» **Data shown**
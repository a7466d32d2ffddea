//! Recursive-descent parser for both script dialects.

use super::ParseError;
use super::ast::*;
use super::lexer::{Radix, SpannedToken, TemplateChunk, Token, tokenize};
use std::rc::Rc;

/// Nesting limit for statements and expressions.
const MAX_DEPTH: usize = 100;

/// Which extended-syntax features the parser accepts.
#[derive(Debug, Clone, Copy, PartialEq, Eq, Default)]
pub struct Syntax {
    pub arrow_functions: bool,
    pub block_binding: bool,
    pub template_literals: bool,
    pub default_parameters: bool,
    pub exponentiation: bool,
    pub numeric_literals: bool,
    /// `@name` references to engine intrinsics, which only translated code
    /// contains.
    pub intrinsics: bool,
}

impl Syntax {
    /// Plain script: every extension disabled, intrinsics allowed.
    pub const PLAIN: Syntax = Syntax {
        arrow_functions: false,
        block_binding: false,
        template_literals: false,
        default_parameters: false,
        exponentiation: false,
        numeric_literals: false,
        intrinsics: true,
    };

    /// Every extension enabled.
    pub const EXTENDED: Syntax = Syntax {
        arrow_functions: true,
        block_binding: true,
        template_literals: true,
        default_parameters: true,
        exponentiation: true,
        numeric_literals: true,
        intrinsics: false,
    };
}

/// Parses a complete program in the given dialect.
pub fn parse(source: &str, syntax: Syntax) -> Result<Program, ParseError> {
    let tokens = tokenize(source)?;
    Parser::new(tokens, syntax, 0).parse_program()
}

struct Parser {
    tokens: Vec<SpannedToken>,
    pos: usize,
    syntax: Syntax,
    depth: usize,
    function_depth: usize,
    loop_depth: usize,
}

» **Required action**
The lines sought are those in the data above that include the string "tokens"; copy each one.

» **Your solution**
    let tokens = tokenize(source)?;
    Parser::new(tokens, syntax, 0).parse_program()
    tokens: Vec<SpannedToken>,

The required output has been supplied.